Щиты саксов плясали перед глазами нормандцев; варварские цвета смешивались и двоились в жарком мареве; ряды стояли насмерть; лезвия топоров, покрасневшие от крови, взлетали и опускались с такой силой, что одним смертельным ударом рассекали хауберк и плоть под ним. Шлем герцога покрылся вмятинами; удар копья едва не пронзил его насквозь; саксонский клинок вспорол брюхо его третьему коню, и тот повалился с жалобным ржанием, едва не придавив собой седока. Но герцог успел выдернуть ноги из стремени и спрыгнул; над ним вдруг встал на дыбы чей-то жеребец, грозя копытами размозжить ему голову, однако всадник с такой силой натянул поводья и развернул его, что конь, присев на задние ноги, чуть не опрокинулся.

– Кровь Христова, монсеньор! – Рауль спрыгнул с седла, стоило герцогу встать. – Я едва не затоптал вас своим конем! В седло! Берите повод! – Он сунул уздечку в руки Вильгельма и побежал назад, виляя и уклоняясь, чтобы не быть сбитым скачущими навстречу всадниками.

Кавалерия вновь отступила; герцог приказал своим лучникам выдвинуться на передовые позиции, и в саксонские ряды полетели стрелы. Но очередной град метательных снарядов отогнал стрелков; они отступили в тыл, а по склону в атаку вновь пошла конница.

В течение примерно часа кавалерийские атаки чередовались с огнем лучников; запасы метательных снарядов у саксов иссякли; пока лучники натягивали тетивы и спускали стрелы, английские шеренги неподвижно стояли в полном молчании, а кавалерия у подножия холма собиралась с силами для очередного штурма.

Солнце багровым шаром опускалось за деревья на западной стороне неба.
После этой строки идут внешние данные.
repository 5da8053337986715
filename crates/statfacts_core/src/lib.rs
//! Statfacts core: pure view-state machine and view-model helpers.
mod effect;
mod msg;
mod profile;
mod state;
mod update;
mod view_model;

pub use effect::Effect;
pub use msg::Msg;
pub use profile::{FunFact, Profile, StatKind, StatTrivia};
pub use state::{AppState, LoadingPhase, LookupId, Stage, ViewState};
pub use update::update;
pub use view_model::{AppViewModel, FunFactView, ProfileView, Screen};
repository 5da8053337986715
use std::fmt;

/// Public statistics for one account, as resolved by a single lookup.
#[derive(Debug, Clone, PartialEq, Eq)]
pub struct Profile {
    pub username: String,
    pub avatar_url: String,
    pub profile_url: String,
    pub repository_count: u64,
    pub follower_count: u64,
    pub star_count: u64,
}

impl Profile {
    pub fn count(&self, kind: StatKind) -> u64 {
        match kind {
            StatKind::Repositories => self.repository_count,
            StatKind::Followers => self.follower_count,
            StatKind::Stars => self.star_count,
        }
    }

    /// Counts in `StatKind::ALL` order.
    pub fn counts(&self) -> Vec<u64> {
        StatKind::ALL.iter().map(|kind| self.count(*kind)).collect()
    }
}

#[derive(Debug, Clone, Copy, PartialEq, Eq, Hash)]
pub enum StatKind {
    Repositories,
    Followers,
    Stars,
}

impl StatKind {
    pub const ALL: [StatKind; 3] = [StatKind::Repositories, StatKind::Followers, StatKind::Stars];

    pub fn label(self) -> &'static str {
        match self {
            StatKind::Repositories => "Repositories",
            StatKind::Followers => "Followers",
            StatKind::Stars => "Stars",
        }
    }
}

impl fmt::Display for StatKind {
    fn fmt(&self, f: &mut fmt::Formatter<'_>) -> fmt::Result {
        f.write_str(self.label())
    }
}

/// One trivia sentence per tracked statistic.
#[derive(Debug, Clone, PartialEq, Eq, Default)]
pub struct StatTrivia {
    pub repositories: String,
    pub followers: String,
    pub stars: String,
}

impl StatTrivia {
    pub fn get(&self, kind: StatKind) -> &str {
        match kind {
            StatKind::Repositories => &self.repositories,
            StatKind::Followers => &self.followers,
            StatKind::Stars => &self.stars,
        }
    }
}

#[derive(Debug, Clone, PartialEq, Eq)]
pub struct FunFact {
    pub kind: StatKind,
    pub count: u64,
    pub trivia: String,
}

impl FunFact {
    /// Builds the full fact list for `profile`, one entry per `StatKind::ALL`.
    pub fn for_profile(profile: &Profile, trivia: &StatTrivia) -> Vec<FunFact> {
        StatKind::ALL
            .iter()
            .map(|&kind| FunFact {
                kind,
                count: profile.count(kind),
                trivia: trivia.get(kind).to_string(),
            })
            .collect()
    }

    pub fn label(&self) -> &'static str {
        self.kind.label()
    }

    pub fn text(&self) -> String {
        let n = self.count;
        let trivia = &self.trivia;
        match self.kind {
            StatKind::Repositories => format!("With {n} repositories, {trivia}"),
            StatKind::Followers => {
                format!("Having {n} followers is impressive, considering {trivia}")
            }
            StatKind::Stars => format!("Your {n} stars shine bright because {trivia}"),
        }
    }
}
Отчаянная битва продолжалась весь день и стихать пока не собиралась. Саксы стояли насмерть, явно рассчитывая продержаться до наступления ночи или же до тех пор, пока к ним на помощь не подойдут запоздавшие подкрепления Эдвина и Моркара. Их оборонительные порядки выглядели жалко, зияя огромными брешами; укрепления были разрушены, фланги сметены начисто, но штандарты по-прежнему упрямо реяли на самой высокой точке холма, и таны стояли вокруг них неприступной стеной.

Ральф де Тони, взглянув на солнце, заметил:

– Через час наступит темнота, а у нас почти не осталось сил. Они – сущие дьяволы, эти саксы!
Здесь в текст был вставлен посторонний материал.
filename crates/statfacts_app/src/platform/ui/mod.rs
pub mod input;
pub mod render;
//! Request middleware: shared-secret check and access logging.

use crate::server::AppState;
use axum::Json;
use axum::extract::{Request, State};
use axum::http::{HeaderMap, StatusCode};
use axum::middleware::Next;
use axum::response::{IntoResponse, Response};
use tracing::{info, warn};

/// Header carrying the shared secret.
pub const API_KEY_HEADER: &str = "x-api-key";

/// Whether `headers` carry the expected key. Always `true` when no key is
/// configured.
pub fn api_key_is_valid(headers: &HeaderMap, expected: Option<&str>) -> bool {
    let Some(expected) = expected else {
        return true;
    };
    let Some(candidate) = headers.get(API_KEY_HEADER) else {
        return false;
    };
    !expected.is_empty() && candidate.as_bytes() == expected.as_bytes()
}

/// Reject requests without the configured `X-API-Key` before any handler runs.
pub async fn require_api_key(
    State(state): State<AppState>,
    request: Request,
    next: Next,
) -> Response {
    if !api_key_is_valid(request.headers(), state.api_key.as_deref()) {
        warn!(
            "rejected {} {}: missing or invalid API key",
            request.method(),
            request.uri().path()
        );
        return (
            StatusCode::UNAUTHORIZED,
            Json(serde_json::json!({"error": "invalid or missing API key"})),
        )
            .into_response();
    }
    next.run(request).await
}

pub async fn log_request(request: Request, next: Next) -> Response {
    let method = request.method().clone();
    let path = request.uri().path().to_owned();
    let response = next.run(request).await;
    info!("{method} {path} -> {}", response.status().as_u16());
    response
}
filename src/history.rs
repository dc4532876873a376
//! Bounded quote history.
//!
//! Keeps the most recent generated quotes in insertion order (oldest first).
//! Uses a fixed-capacity ring buffer; appending at capacity evicts the oldest
//! entry before the new one is stored.

use serde::Serialize;
use std::collections::VecDeque;

/// Maximum number of quotes retained.
pub const MAX_HISTORY: usize = 30;

/// A stored quote.
#[derive(Debug, Clone, PartialEq, Eq, Serialize)]
pub struct QuoteEntry {
    /// Generated or fallback text.
    #[serde(rename = "quote")]
    pub content: String,
    /// Creation time (`YYYY-MM-DD HH:MM:SS`, local time).
    pub timestamp: String,
}

/// Append-only quote history with fixed capacity.
#[derive(Debug, Clone)]
pub struct QuoteHistory {
    /// Entries in insertion order (oldest first).
    entries: VecDeque<QuoteEntry>,
    /// Maximum number of entries to retain.
    capacity: usize,
}

impl QuoteHistory {
    /// Create an empty history holding at most `capacity` entries.
    #[must_use]
    pub fn new(capacity: usize) -> Self {
        let capacity = capacity.max(1);
        Self {
            entries: VecDeque::with_capacity(capacity),
            capacity,
        }
    }

    /// Append a quote at the tail, evicting from the head when full.
    ///
    /// Returns the stored entry.
    pub fn append(&mut self, content: impl Into<String>, timestamp: impl Into<String>) -> QuoteEntry {
        let entry = QuoteEntry {
            content: content.into(),
            timestamp: timestamp.into(),
        };

        while self.entries.len() >= self.capacity {
            self.entries.pop_front();
        }
        self.entries.push_back(entry.clone());
        entry
    }

    /// All entries, oldest to newest.
    #[must_use]
    pub fn all(&self) -> Vec<QuoteEntry> {
        self.entries.iter().cloned().collect()
    }

    /// The most recently appended entry.
    #[must_use]
    pub fn latest(&self) -> Option<&QuoteEntry> {
        self.entries.back()
    }

    #[must_use]
    pub fn len(&self) -> usize {
        self.entries.len()
    }

    #[must_use]
    pub fn is_empty(&self) -> bool {
        self.entries.is_empty()
    }

    #[must_use]
    pub fn capacity(&self) -> usize {
        self.capacity
    }
}

impl Default for QuoteHistory {
    fn default() -> Self {
        Self::new(MAX_HISTORY)
    }
}
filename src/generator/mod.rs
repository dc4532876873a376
//! Quote generation.
//!
//! [`QuoteSource`] is the seam between the service and whatever produces
//! quote text. [`QuoteGenerator`] is the production source: one call to an
//! OpenAI-compatible chat-completions endpoint, with a fallback quote
//! substituted on any failure.

pub mod client;
pub mod picker;
pub mod prompts;

use async_trait::async_trait;

pub use client::{GenerationError, GenerationOutcome, QuoteGenerator};
pub use picker::Picker;

/// Produces quote text. Never fails; implementations absorb their own errors.
#[async_trait]
pub trait QuoteSource: Send + Sync {
    /// Produce one non-empty quote.
    async fn generate(&self) -> String;
}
– Их топоры вселяют ужас в наших людей, – обронил Грантмеснил, перетягивая шарфом свежую рану на руке. – А герцог лишь напрасно тратит стрелы: они застревают в саксонских щитах, не причиняя врагу вреда.
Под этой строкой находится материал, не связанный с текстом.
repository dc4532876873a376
//! HTTP surface for the quote service.
//!
//! ## Endpoints
//!
//! - `GET /health`: liveness (never requires the API key)
//! - `GET /quotes`: stored quotes, oldest first
//! - `GET /latest`: newest quote, generated on demand when none exist
//! - `POST /generate-now`, `POST /quotes/generate`: generate and store now
//! - `POST /schedule/{hour}/{minute}`, `POST /schedule` (`{"time":"HH:MM"}`):
//!   replace the daily schedule
//! - `GET /current-schedule`, `GET /schedule`: report the daily schedule
//!
//! When an API key is configured every route except `/health` requires a
//! matching `X-API-Key` header.

pub mod auth;
pub mod handlers;

use crate::config::ServerConfig;
use crate::error::{Result, ServiceError};
use crate::scheduler::Scheduler;
use crate::service::QuoteService;
use axum::Router;
use axum::middleware;
use axum::routing::{get, post};
use std::net::SocketAddr;
use std::sync::Arc;
use tokio::net::TcpListener;
use tokio::task::JoinHandle;
use tokio_util::sync::CancellationToken;
use tower_http::cors::CorsLayer;
use tracing::{error, info};

// ---------------------------------------------------------------------------
// Shared application state
// ---------------------------------------------------------------------------

/// Shared state for axum handlers.
#[derive(Clone)]
pub struct AppState {
    /// Quote history and generation.
    pub service: Arc<QuoteService>,
    /// Daily schedule owner.
    pub scheduler: Arc<Scheduler<QuoteService>>,
    /// Expected `X-API-Key` value, when enforcement is on.
    pub api_key: Option<Arc<str>>,
}

impl AppState {
    pub fn new(
        service: Arc<QuoteService>,
        scheduler: Arc<Scheduler<QuoteService>>,
        api_key: Option<&str>,
    ) -> Self {
        Self {
            service,
            scheduler,
            api_key: api_key.map(Arc::from),
        }
    }
}

/// Build the router with auth, logging and CORS layers applied.
pub fn router(state: AppState) -> Router {
    let protected = Router::new()
        .route("/quotes", get(handlers::list_quotes))
        .route("/latest", get(handlers::latest_quote))
        .route("/generate-now", post(handlers::generate_now))
        .route("/quotes/generate", post(handlers::generate_now))
        .route("/schedule/{hour}/{minute}", post(handlers::set_schedule_path))
        .route(
            "/schedule",
            post(handlers::set_schedule_body).get(handlers::current_schedule),
        )
        .route("/current-schedule", get(handlers::current_schedule))
        .route_layer(middleware::from_fn_with_state(
            state.clone(),
            auth::require_api_key,
        ));

    Router::new()
        .route("/health", get(handlers::health))
        .merge(protected)
        .layer(middleware::from_fn(auth::log_request))
        .layer(CorsLayer::permissive())
        .with_state(state)
}

// ---------------------------------------------------------------------------
// QuoteServer
// ---------------------------------------------------------------------------

/// Running HTTP server.
pub struct QuoteServer {
    /// The address the server is listening on.
    addr: SocketAddr,
    /// Handle to the background server task.
    handle: JoinHandle<()>,
    /// Triggers graceful shutdown.
    shutdown: CancellationToken,
}

impl QuoteServer {
    /// Start the HTTP server.
    ///
    /// Binds to `{config.host}:{config.port}` (use port `0` for auto-assign)
    /// and begins serving in a background tokio task.
    ///
    /// # Errors
    ///
    /// Returns an error if the TCP listener cannot bind.
    pub async fn start(state: AppState, config: &ServerConfig) -> Result<Self> {
        let app = router(state);

        let bind_addr = format!("{}:{}", config.host, config.port);
        let listener = TcpListener::bind(&bind_addr)
            .await
            .map_err(|e| ServiceError::Server(format!("bind {bind_addr} failed: {e}")))?;
        let addr = listener
            .local_addr()
            .map_err(|e| ServiceError::Server(format!("failed to get local addr: {e}")))?;

        info!("quote server listening on http://{addr}");

        let shutdown = CancellationToken::new();
        let signal = shutdown.clone();
        let handle = tokio::spawn(async move {
            let serve = axum::serve(listener, app)
                .with_graceful_shutdown(async move { signal.cancelled().await });
            if let Err(e) = serve.await {
                error!("quote server error: {e}");
            }
        });

        Ok(Self {
            addr,
            handle,
            shutdown,
        })
    }

    /// Returns the address the server is listening on.
    pub fn addr(&self) -> SocketAddr {
        self.addr
    }

    /// Returns the port the server is listening on.
    pub fn port(&self) -> u16 {
        self.addr.port()
    }

    /// Stop accepting connections and wait for open requests to finish.
    ///
    /// # Errors
    ///
    /// Returns an error if the server task panicked.
    pub async fn stop(self) -> Result<()> {
        self.shutdown.cancel();
        self.handle
            .await
            .map_err(|e| ServiceError::Server(format!("server task failed: {e}")))?;
        info!("quote server stopped");
        Ok(())
    }
}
Вильгельм, пришпорив коня, приблизился к лучникам; их командиры бросились к нему навстречу и остановились у его стремени, слушая, что он им говорит. Герцог сделал нетерпеливый жест, схватил лук и натянул его, показывая лучникам, чего от них хочет. К нему подъехал Фитц-Осберн, о чем-то встревоженно спросил его, и капитаны побежали вдоль строя своих стрелков, объясняя что-то и наставляя их.

Теперь лучники нацелили свои стрелы высоко в небо. Они взлетели вверх, минуя первый ряд щитов, и смертельным дождем обрушились на танов в самом сердце обороны.

У саксов же запасы метательных снарядов иссякли; им ничего не оставалось, как просто стоять стиснув зубы, а падающие сверху стрелы выкашивали их ряды. Когда и у лучников закончились стрелы, они отступили назад, чтобы вновь наполнить колчаны, а кавалерия в очередной раз устремилась вверх по склону в атаку на поредевшие ряды. И вновь зазвенела сталь, и вновь оборонительные шеренги прогнулись, но выровнялись, отражая штурм. Конница билась об стену англичан, не в силах прорваться сквозь нее; саксы стояли плечом к плечу сплошной массой, так что им уже трудно было размахивать оружием. Рыцари опять отступили; на обороняющихся вновь обрушился град стрел, сея бесшумную смерть.

Перерывы между атаками губительно сказывались на и без того натянутых нервах саксов. Они видели, как у подножия холма нормандская кавалерия выстраивается в боевые порядки позади лучников, ожидая, пока те вновь не израсходуют запас стрел. Эти моменты напряженных молчаливых пауз были куда страшнее самых яростных атак. Саксы стояли не шевелясь. Под срезами шлемов виднелись хмурые, осунувшиеся лица, изможденные усталостью и долготерпением, и глаза, провожающие взглядами последние лучи заходящего солнца. Отупевшие от утомления головы сверлила одна-единственная мысль: осталось совсем немного, еще чуть-чуть, и все.